**Exercise**
Copy out all lines in the data below containing the string "VersionRange".

**Extracted material**

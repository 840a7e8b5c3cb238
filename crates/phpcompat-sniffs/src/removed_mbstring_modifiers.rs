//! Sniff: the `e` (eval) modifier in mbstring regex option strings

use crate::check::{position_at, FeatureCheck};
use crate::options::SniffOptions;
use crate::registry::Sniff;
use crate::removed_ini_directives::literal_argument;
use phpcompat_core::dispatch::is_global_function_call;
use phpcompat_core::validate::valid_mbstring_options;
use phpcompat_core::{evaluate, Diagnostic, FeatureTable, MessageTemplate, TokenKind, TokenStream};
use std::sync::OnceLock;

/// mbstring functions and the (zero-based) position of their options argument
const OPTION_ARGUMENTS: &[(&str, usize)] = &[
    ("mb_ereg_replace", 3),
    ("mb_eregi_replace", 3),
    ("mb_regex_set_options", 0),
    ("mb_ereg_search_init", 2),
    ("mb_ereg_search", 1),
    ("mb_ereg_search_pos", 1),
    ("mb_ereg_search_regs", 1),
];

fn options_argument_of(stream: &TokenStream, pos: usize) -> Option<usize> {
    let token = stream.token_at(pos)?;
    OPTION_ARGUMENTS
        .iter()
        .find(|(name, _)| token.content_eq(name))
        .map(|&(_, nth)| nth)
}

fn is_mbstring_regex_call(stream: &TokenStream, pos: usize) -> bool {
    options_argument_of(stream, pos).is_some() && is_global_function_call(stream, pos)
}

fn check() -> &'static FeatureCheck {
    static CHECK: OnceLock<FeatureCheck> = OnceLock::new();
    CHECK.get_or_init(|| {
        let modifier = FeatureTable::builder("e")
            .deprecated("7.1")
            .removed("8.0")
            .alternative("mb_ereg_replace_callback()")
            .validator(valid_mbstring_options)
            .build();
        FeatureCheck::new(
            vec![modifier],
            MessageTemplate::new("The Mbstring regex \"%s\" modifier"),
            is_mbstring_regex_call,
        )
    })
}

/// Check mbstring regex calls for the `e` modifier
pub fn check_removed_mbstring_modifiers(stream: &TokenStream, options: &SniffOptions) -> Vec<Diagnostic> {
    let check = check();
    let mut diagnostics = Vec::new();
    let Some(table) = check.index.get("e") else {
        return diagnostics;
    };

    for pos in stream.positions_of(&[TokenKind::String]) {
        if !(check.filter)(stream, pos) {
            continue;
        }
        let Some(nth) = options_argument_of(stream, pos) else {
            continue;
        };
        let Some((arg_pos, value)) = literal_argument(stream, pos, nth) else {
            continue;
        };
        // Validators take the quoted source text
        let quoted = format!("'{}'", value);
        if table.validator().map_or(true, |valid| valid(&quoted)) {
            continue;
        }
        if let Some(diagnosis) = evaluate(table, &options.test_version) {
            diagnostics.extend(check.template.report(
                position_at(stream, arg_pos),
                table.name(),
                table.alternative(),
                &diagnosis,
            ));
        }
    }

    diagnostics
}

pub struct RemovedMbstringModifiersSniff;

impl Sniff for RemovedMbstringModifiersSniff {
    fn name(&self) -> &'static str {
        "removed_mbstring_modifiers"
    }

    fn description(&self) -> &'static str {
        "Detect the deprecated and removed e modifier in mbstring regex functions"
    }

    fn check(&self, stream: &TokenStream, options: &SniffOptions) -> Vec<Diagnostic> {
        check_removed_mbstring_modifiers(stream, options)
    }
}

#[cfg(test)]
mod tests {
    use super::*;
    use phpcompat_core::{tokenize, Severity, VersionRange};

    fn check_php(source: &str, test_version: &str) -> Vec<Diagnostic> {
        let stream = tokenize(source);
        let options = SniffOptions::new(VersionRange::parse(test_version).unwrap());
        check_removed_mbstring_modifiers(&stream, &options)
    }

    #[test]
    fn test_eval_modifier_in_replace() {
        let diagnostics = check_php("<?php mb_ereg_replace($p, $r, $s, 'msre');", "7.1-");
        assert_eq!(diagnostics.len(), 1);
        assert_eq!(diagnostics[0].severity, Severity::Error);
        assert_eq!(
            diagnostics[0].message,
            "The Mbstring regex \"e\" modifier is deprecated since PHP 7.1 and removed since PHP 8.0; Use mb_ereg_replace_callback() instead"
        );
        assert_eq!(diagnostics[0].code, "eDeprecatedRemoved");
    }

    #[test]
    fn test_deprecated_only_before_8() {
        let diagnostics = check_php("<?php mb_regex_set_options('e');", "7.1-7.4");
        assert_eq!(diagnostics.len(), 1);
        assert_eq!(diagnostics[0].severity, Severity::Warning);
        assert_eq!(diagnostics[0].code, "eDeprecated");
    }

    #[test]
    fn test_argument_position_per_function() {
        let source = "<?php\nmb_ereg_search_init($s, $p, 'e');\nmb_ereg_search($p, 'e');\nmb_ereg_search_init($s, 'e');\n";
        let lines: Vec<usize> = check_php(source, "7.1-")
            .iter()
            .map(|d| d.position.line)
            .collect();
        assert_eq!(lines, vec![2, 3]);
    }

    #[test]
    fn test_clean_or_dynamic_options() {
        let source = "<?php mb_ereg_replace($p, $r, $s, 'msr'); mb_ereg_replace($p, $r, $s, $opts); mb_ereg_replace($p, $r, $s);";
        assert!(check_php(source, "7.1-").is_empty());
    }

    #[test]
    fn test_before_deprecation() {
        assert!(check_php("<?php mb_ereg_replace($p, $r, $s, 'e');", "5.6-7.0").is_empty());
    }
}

**Result for this task**
    use phpcompat_core::{tokenize, Severity, VersionRange};
        let options = SniffOptions::new(VersionRange::parse(test_version).unwrap());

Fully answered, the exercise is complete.